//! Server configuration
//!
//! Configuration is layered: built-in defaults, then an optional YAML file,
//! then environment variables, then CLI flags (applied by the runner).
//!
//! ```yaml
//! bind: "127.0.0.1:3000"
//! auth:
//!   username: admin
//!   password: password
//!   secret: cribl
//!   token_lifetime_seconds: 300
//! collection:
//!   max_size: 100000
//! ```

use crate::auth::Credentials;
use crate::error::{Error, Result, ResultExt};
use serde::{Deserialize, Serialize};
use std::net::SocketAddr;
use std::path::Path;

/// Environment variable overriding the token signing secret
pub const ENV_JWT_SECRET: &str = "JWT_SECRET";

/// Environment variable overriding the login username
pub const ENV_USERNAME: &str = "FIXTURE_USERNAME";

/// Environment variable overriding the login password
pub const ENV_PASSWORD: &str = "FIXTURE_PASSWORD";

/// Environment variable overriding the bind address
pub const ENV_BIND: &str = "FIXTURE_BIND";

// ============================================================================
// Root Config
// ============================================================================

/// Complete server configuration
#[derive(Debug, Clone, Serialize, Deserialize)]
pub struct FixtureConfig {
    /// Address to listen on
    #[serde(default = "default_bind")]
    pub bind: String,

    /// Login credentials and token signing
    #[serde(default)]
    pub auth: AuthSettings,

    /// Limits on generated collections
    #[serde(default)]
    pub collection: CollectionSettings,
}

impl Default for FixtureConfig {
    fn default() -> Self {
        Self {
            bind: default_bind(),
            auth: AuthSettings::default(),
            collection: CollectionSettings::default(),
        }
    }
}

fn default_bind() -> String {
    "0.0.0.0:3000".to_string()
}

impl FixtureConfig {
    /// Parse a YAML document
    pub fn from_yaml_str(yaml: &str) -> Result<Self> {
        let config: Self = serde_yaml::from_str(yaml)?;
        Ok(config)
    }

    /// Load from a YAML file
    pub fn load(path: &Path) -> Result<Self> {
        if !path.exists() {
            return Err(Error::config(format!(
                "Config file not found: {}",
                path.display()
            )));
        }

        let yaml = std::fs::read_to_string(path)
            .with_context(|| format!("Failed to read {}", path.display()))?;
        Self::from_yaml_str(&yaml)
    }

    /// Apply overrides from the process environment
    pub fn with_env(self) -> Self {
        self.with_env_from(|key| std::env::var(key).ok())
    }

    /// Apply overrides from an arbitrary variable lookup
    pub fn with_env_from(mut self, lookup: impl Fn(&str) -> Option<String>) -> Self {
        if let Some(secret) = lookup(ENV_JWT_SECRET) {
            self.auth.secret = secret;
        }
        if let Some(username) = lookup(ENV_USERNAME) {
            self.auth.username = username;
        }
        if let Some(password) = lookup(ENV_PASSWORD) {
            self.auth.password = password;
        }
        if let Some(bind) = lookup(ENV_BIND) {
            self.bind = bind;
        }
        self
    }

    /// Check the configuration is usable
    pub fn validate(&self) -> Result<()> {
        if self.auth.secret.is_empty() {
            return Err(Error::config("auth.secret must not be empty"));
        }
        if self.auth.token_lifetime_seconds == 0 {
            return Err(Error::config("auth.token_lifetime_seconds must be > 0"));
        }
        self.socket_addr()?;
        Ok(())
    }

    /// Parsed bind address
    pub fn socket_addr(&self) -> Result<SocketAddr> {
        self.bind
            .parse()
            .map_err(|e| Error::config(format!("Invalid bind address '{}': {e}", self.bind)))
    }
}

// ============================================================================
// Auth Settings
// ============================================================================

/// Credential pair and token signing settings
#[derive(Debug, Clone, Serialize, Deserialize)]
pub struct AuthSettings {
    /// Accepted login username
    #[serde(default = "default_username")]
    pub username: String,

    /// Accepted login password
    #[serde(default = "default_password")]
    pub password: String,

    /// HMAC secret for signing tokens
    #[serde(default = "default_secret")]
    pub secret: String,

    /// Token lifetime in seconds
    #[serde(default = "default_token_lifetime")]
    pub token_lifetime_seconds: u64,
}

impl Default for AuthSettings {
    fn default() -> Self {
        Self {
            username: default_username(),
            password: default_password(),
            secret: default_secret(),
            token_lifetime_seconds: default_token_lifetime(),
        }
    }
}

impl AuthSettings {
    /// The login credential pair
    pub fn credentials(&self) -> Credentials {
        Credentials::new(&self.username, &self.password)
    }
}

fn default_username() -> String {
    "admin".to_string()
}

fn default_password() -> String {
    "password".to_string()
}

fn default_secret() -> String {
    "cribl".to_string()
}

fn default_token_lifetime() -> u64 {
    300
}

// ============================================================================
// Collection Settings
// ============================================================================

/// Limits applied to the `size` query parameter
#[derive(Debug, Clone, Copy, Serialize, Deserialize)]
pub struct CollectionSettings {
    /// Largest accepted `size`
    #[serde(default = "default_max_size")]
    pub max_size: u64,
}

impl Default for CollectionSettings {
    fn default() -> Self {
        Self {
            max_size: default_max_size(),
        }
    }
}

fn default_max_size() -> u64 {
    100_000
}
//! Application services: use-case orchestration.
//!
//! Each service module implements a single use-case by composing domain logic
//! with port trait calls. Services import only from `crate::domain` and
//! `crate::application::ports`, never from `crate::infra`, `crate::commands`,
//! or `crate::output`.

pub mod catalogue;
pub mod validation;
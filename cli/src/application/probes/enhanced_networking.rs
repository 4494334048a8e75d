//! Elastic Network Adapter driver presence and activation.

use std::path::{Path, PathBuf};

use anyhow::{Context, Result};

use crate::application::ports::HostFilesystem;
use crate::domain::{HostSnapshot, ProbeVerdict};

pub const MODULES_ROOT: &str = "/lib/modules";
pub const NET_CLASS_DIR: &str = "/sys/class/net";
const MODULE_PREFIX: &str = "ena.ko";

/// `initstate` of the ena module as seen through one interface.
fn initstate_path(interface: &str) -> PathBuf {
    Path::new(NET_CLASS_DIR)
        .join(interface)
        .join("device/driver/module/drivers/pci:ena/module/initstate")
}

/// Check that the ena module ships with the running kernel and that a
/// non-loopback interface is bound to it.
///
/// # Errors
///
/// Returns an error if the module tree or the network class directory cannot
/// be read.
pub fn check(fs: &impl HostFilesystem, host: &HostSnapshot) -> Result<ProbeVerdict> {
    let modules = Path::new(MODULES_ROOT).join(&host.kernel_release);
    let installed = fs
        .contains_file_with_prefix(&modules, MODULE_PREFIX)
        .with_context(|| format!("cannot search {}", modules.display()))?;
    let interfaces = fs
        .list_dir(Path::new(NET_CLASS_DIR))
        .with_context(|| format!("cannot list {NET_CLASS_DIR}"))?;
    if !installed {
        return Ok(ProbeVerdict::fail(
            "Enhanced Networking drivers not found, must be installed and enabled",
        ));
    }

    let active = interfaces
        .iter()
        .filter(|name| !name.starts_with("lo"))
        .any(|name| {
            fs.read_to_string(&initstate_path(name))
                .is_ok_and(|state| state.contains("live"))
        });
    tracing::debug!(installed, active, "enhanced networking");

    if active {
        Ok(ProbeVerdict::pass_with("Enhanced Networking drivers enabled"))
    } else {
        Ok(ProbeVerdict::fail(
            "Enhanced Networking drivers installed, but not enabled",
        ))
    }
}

=======

In full and exactly as written, repeat the data.

### Output of the task:
//! Server configuration
//!
//! Configuration is layered: built-in defaults, then an optional YAML file,
//! then environment variables, then CLI flags (applied by the runner).
//!
//! ```yaml
//! bind: "127.0.0.1:3000"
//! auth:
//!   username: admin
//!   password: password
//!   secret: cribl
//!   token_lifetime_seconds: 300
//! collection:
//!   max_size: 100000
//! ```

use crate::auth::Credentials;
use crate::error::{Error, Result, ResultExt};
use serde::{Deserialize, Serialize};
use std::net::SocketAddr;
use std::path::Path;

/// Environment variable overriding the token signing secret
pub const ENV_JWT_SECRET: &str = "JWT_SECRET";

/// Environment variable overriding the login username
pub const ENV_USERNAME: &str = "FIXTURE_USERNAME";

/// Environment variable overriding the login password
pub const ENV_PASSWORD: &str = "FIXTURE_PASSWORD";

/// Environment variable overriding the bind address
pub const ENV_BIND: &str = "FIXTURE_BIND";

// ============================================================================
// Root Config
// ============================================================================

/// Complete server configuration
#[derive(Debug, Clone, Serialize, Deserialize)]
pub struct FixtureConfig {
    /// Address to listen on
    #[serde(default = "default_bind")]
    pub bind: String,

    /// Login credentials and token signing
    #[serde(default)]
    pub auth: AuthSettings,

    /// Limits on generated collections
    #[serde(default)]
    pub collection: CollectionSettings,
}

impl Default for FixtureConfig {
    fn default() -> Self {
        Self {
            bind: default_bind(),
            auth: AuthSettings::default(),
            collection: CollectionSettings::default(),
        }
    }
}

fn default_bind() -> String {
    "0.0.0.0:3000".to_string()
}

impl FixtureConfig {
    /// Parse a YAML document
    pub fn from_yaml_str(yaml: &str) -> Result<Self> {
        let config: Self = serde_yaml::from_str(yaml)?;
        Ok(config)
    }

    /// Load from a YAML file
    pub fn load(path: &Path) -> Result<Self> {
        if !path.exists() {
            return Err(Error::config(format!(
                "Config file not found: {}",
                path.display()
            )));
        }

        let yaml = std::fs::read_to_string(path)
            .with_context(|| format!("Failed to read {}", path.display()))?;
        Self::from_yaml_str(&yaml)
    }

    /// Apply overrides from the process environment
    pub fn with_env(self) -> Self {
        self.with_env_from(|key| std::env::var(key).ok())
    }

    /// Apply overrides from an arbitrary variable lookup
    pub fn with_env_from(mut self, lookup: impl Fn(&str) -> Option<String>) -> Self {
        if let Some(secret) = lookup(ENV_JWT_SECRET) {
            self.auth.secret = secret;
        }
        if let Some(username) = lookup(ENV_USERNAME) {
            self.auth.username = username;
        }
        if let Some(password) = lookup(ENV_PASSWORD) {
            self.auth.password = password;
        }
        if let Some(bind) = lookup(ENV_BIND) {
            self.bind = bind;
        }
        self
    }

    /// Check the configuration is usable
    pub fn validate(&self) -> Result<()> {
        if self.auth.secret.is_empty() {
            return Err(Error::config("auth.secret must not be empty"));
        }
        if self.auth.token_lifetime_seconds == 0 {
            return Err(Error::config("auth.token_lifetime_seconds must be > 0"));
        }
        self.socket_addr()?;
        Ok(())
    }

    /// Parsed bind address
    pub fn socket_addr(&self) -> Result<SocketAddr> {
        self.bind
            .parse()
            .map_err(|e| Error::config(format!("Invalid bind address '{}': {e}", self.bind)))
    }
}

// ============================================================================
// Auth Settings
// ============================================================================

/// Credential pair and token signing settings
#[derive(Debug, Clone, Serialize, Deserialize)]
pub struct AuthSettings {
    /// Accepted login username
    #[serde(default = "default_username")]
    pub username: String,

    /// Accepted login password
    #[serde(default = "default_password")]
    pub password: String,

    /// HMAC secret for signing tokens
    #[serde(default = "default_secret")]
    pub secret: String,

    /// Token lifetime in seconds
    #[serde(default = "default_token_lifetime")]
    pub token_lifetime_seconds: u64,
}

impl Default for AuthSettings {
    fn default() -> Self {
        Self {
            username: default_username(),
            password: default_password(),
            secret: default_secret(),
            token_lifetime_seconds: default_token_lifetime(),
        }
    }
}

impl AuthSettings {
    /// The login credential pair
    pub fn credentials(&self) -> Credentials {
        Credentials::new(&self.username, &self.password)
    }
}

fn default_username() -> String {
    "admin".to_string()
}

fn default_password() -> String {
    "password".to_string()
}

fn default_secret() -> String {
    "cribl".to_string()
}

fn default_token_lifetime() -> u64 {
    300
}

// ============================================================================
// Collection Settings
// ============================================================================

/// Limits applied to the `size` query parameter
#[derive(Debug, Clone, Copy, Serialize, Deserialize)]
pub struct CollectionSettings {
    /// Largest accepted `size`
    #[serde(default = "default_max_size")]
    pub max_size: u64,
}

impl Default for CollectionSettings {
    fn default() -> Self {
        Self {
            max_size: default_max_size(),
        }
    }
}

fn default_max_size() -> u64 {
    100_000
}
//! Application services: use-case orchestration.
//!
//! Each service module implements a single use-case by composing domain logic
//! with port trait calls. Services import only from `crate::domain` and
//! `crate::application::ports`, never from `crate::infra`, `crate::commands`,
//! or `crate::output`.

pub mod catalogue;
pub mod validation;
filename cli/src/application/probes/enhanced_networking.rs
repository 4494334048a8e75d
//! Elastic Network Adapter driver presence and activation.

use std::path::{Path, PathBuf};

use anyhow::{Context, Result};

use crate::application::ports::HostFilesystem;
use crate::domain::{HostSnapshot, ProbeVerdict};

pub const MODULES_ROOT: &str = "/lib/modules";
pub const NET_CLASS_DIR: &str = "/sys/class/net";
const MODULE_PREFIX: &str = "ena.ko";

/// `initstate` of the ena module as seen through one interface.
fn initstate_path(interface: &str) -> PathBuf {
    Path::new(NET_CLASS_DIR)
        .join(interface)
        .join("device/driver/module/drivers/pci:ena/module/initstate")
}

/// Check that the ena module ships with the running kernel and that a
/// non-loopback interface is bound to it.
///
/// # Errors
///
/// Returns an error if the module tree or the network class directory cannot
/// be read.
pub fn check(fs: &impl HostFilesystem, host: &HostSnapshot) -> Result<ProbeVerdict> {
    let modules = Path::new(MODULES_ROOT).join(&host.kernel_release);
    let installed = fs
        .contains_file_with_prefix(&modules, MODULE_PREFIX)
        .with_context(|| format!("cannot search {}", modules.display()))?;
    let interfaces = fs
        .list_dir(Path::new(NET_CLASS_DIR))
        .with_context(|| format!("cannot list {NET_CLASS_DIR}"))?;
    if !installed {
        return Ok(ProbeVerdict::fail(
            "Enhanced Networking drivers not found, must be installed and enabled",
        ));
    }

    let active = interfaces
        .iter()
        .filter(|name| !name.starts_with("lo"))
        .any(|name| {
            fs.read_to_string(&initstate_path(name))
                .is_ok_and(|state| state.contains("live"))
        });
    tracing::debug!(installed, active, "enhanced networking");

    if active {
        Ok(ProbeVerdict::pass_with("Enhanced Networking drivers enabled"))
    } else {
        Ok(ProbeVerdict::fail(
            "Enhanced Networking drivers installed, but not enabled",
        ))
    }
}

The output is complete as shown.